**WHAT YOU SHOULD DO:**
In exact form, set down only those lines of the material that run from its first line to the line with "use axum::Router;", inclusive.

**GIVEN INFORMATION:**
____________
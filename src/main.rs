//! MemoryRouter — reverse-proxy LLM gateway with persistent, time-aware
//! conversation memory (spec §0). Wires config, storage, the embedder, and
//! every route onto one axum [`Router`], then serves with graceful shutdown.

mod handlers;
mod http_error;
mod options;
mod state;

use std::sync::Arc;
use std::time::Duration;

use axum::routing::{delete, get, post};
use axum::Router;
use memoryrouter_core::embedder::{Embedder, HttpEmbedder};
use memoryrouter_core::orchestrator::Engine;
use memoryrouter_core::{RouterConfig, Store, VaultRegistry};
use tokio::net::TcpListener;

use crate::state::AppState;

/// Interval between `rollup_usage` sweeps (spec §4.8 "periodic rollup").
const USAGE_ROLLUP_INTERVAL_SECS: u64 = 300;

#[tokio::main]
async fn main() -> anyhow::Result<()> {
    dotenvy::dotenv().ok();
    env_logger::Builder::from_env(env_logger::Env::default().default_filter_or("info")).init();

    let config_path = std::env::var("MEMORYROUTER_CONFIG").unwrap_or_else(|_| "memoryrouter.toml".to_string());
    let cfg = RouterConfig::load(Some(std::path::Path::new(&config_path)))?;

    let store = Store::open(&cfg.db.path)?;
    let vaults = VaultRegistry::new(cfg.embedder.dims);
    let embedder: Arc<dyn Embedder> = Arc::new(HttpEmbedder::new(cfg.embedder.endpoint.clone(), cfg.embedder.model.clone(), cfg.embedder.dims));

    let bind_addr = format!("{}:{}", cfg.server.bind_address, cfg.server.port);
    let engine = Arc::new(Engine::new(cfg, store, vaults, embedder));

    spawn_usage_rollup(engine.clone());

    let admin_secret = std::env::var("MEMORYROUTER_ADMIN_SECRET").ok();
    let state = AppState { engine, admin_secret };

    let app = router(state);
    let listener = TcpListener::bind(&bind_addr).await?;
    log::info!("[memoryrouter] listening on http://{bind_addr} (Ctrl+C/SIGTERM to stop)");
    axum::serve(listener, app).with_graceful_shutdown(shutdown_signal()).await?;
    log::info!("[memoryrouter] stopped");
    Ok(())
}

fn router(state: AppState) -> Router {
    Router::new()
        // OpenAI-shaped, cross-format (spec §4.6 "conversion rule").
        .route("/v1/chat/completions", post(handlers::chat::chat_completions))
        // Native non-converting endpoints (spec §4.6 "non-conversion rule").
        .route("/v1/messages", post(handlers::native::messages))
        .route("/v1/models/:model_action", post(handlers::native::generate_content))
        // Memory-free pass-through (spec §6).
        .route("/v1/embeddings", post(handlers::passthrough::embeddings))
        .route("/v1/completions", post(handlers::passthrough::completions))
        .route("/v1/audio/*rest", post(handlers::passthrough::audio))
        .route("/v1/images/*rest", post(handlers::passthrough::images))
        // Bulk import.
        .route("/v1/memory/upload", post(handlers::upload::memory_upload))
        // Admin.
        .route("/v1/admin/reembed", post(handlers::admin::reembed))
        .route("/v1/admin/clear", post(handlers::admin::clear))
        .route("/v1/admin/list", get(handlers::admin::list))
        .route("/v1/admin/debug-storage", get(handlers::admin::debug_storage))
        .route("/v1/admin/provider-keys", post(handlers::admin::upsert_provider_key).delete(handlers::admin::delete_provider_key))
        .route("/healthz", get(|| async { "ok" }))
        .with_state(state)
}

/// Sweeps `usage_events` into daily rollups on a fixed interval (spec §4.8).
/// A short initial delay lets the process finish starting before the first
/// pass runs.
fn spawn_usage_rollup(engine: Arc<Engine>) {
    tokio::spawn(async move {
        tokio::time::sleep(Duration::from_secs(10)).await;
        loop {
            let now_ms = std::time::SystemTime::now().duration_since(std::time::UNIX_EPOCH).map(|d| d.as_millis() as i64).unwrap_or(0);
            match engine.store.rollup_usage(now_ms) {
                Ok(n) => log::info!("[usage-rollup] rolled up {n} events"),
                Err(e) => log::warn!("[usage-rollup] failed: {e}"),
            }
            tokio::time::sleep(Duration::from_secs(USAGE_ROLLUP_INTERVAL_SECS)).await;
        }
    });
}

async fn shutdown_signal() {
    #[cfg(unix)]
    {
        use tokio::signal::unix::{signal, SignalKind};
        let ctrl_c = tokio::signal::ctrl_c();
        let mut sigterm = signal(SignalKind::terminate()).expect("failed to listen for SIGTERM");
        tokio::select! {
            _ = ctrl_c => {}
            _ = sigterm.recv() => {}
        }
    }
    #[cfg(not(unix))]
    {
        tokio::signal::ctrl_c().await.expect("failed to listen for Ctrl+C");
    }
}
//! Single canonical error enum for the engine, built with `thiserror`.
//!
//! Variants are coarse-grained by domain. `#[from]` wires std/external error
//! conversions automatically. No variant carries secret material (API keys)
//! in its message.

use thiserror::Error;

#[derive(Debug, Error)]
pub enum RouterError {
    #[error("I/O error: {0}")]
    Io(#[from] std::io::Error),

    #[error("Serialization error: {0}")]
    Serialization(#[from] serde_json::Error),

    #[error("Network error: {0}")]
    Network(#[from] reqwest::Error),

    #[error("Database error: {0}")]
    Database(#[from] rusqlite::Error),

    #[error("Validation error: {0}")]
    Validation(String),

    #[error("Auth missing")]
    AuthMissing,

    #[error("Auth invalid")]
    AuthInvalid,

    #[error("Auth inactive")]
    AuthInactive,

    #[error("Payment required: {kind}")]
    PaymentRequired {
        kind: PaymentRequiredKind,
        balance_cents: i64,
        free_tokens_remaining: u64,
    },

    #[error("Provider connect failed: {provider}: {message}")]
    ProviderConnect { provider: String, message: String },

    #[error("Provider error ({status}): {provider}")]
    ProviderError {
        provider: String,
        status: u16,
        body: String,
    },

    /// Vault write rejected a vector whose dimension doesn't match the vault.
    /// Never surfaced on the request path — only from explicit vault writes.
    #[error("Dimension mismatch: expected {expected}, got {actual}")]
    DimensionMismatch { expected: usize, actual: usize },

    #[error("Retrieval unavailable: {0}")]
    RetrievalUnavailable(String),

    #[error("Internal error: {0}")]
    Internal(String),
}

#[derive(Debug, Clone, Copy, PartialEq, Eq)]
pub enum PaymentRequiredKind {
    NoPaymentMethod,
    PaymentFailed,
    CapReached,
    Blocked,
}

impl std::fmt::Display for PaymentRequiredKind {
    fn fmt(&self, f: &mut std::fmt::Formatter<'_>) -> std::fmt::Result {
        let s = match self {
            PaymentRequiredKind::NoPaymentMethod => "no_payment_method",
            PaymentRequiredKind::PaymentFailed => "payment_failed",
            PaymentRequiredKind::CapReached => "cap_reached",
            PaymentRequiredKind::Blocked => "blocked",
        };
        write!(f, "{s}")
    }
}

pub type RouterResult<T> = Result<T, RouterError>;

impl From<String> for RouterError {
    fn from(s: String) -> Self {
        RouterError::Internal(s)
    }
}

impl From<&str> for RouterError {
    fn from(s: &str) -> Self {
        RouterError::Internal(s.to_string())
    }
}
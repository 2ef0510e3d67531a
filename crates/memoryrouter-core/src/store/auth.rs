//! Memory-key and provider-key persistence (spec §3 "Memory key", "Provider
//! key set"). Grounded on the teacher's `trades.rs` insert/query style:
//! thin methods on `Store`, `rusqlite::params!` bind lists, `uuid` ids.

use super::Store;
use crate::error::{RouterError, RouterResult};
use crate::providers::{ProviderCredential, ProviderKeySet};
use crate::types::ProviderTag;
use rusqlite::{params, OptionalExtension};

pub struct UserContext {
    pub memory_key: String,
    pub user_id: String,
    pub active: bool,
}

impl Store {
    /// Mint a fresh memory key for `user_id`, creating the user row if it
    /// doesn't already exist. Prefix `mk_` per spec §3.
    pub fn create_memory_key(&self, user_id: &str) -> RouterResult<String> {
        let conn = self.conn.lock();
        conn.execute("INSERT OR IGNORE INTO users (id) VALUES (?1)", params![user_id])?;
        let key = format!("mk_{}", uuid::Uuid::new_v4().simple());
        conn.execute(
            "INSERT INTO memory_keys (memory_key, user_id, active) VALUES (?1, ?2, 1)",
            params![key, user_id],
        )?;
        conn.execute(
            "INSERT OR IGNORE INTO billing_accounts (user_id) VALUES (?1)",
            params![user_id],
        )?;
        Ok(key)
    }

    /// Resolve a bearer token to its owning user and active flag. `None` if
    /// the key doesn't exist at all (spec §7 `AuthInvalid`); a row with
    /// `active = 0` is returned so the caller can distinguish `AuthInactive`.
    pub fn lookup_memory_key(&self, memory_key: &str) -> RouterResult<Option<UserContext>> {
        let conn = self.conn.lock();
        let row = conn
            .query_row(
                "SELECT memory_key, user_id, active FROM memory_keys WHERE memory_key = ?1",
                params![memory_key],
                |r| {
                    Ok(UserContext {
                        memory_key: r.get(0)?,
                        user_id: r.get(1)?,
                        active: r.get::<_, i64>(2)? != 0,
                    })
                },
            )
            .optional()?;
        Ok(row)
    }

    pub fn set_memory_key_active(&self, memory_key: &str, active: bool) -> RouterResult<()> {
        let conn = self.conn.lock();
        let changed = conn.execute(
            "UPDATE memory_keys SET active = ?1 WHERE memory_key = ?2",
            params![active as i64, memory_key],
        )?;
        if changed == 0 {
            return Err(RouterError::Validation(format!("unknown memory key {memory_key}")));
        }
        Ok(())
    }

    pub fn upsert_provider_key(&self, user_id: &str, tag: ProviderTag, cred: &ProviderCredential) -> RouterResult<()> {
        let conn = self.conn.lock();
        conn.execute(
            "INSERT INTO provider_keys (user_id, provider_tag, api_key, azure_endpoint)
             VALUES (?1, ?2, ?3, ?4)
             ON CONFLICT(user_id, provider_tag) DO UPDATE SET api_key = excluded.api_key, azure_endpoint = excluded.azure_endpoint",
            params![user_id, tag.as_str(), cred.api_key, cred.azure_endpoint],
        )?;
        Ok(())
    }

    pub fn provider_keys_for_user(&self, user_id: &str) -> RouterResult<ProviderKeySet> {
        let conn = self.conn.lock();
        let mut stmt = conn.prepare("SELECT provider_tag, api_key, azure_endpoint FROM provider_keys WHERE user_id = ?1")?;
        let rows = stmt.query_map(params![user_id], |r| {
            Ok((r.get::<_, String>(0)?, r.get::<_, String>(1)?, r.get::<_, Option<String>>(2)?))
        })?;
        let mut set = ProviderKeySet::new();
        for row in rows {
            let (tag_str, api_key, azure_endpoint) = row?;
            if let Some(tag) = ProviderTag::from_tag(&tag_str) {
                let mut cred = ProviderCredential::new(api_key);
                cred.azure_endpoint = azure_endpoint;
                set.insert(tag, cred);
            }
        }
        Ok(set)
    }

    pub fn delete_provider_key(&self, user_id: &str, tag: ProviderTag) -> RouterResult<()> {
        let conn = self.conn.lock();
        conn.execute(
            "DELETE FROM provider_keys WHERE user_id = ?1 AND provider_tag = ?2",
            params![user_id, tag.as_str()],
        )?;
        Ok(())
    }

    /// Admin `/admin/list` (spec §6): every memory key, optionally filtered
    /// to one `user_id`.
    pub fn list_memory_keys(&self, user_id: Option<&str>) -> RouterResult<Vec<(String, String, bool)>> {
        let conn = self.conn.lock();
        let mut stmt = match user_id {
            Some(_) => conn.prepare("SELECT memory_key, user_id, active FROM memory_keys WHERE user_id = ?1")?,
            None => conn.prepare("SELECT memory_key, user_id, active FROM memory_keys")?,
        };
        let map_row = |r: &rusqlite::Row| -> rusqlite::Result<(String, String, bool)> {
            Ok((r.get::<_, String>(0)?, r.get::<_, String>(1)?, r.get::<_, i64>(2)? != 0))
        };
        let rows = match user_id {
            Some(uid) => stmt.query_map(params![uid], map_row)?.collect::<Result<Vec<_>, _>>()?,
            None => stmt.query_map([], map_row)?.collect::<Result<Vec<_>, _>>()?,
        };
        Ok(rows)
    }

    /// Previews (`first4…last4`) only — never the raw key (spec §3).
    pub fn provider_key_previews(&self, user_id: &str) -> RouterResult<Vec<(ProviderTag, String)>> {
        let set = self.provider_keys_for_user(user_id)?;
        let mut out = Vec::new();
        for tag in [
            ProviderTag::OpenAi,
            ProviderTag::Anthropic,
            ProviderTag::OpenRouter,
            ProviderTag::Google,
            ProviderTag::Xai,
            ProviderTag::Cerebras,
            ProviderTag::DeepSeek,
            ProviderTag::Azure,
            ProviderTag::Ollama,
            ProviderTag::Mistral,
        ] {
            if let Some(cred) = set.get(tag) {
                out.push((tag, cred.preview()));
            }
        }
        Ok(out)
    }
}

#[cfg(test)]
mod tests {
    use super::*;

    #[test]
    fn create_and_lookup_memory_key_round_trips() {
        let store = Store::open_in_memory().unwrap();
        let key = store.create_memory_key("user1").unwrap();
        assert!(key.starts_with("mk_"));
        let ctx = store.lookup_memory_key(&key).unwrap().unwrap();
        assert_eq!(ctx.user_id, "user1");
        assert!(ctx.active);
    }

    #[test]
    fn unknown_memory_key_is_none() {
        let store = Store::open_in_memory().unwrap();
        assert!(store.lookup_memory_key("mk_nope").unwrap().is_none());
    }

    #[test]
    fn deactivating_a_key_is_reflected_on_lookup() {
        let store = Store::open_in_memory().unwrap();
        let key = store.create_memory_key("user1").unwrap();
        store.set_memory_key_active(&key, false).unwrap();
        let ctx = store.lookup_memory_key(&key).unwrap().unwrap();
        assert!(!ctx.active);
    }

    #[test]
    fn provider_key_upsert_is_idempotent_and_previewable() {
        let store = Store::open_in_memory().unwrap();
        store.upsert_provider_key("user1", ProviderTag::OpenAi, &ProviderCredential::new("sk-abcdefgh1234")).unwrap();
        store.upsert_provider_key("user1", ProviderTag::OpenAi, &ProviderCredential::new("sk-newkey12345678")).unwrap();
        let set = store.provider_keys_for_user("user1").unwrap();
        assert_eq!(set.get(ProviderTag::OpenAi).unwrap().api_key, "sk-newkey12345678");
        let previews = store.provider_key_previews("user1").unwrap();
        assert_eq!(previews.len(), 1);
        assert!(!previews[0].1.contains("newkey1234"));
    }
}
____________
**TASK SOLUTION:**
filename src/main.rs
//! MemoryRouter — reverse-proxy LLM gateway with persistent, time-aware
//! conversation memory (spec §0). Wires config, storage, the embedder, and
//! every route onto one axum [`Router`], then serves with graceful shutdown.

mod handlers;
mod http_error;
mod options;
mod state;

use std::sync::Arc;
use std::time::Duration;

use axum::routing::{delete, get, post};
use axum::Router;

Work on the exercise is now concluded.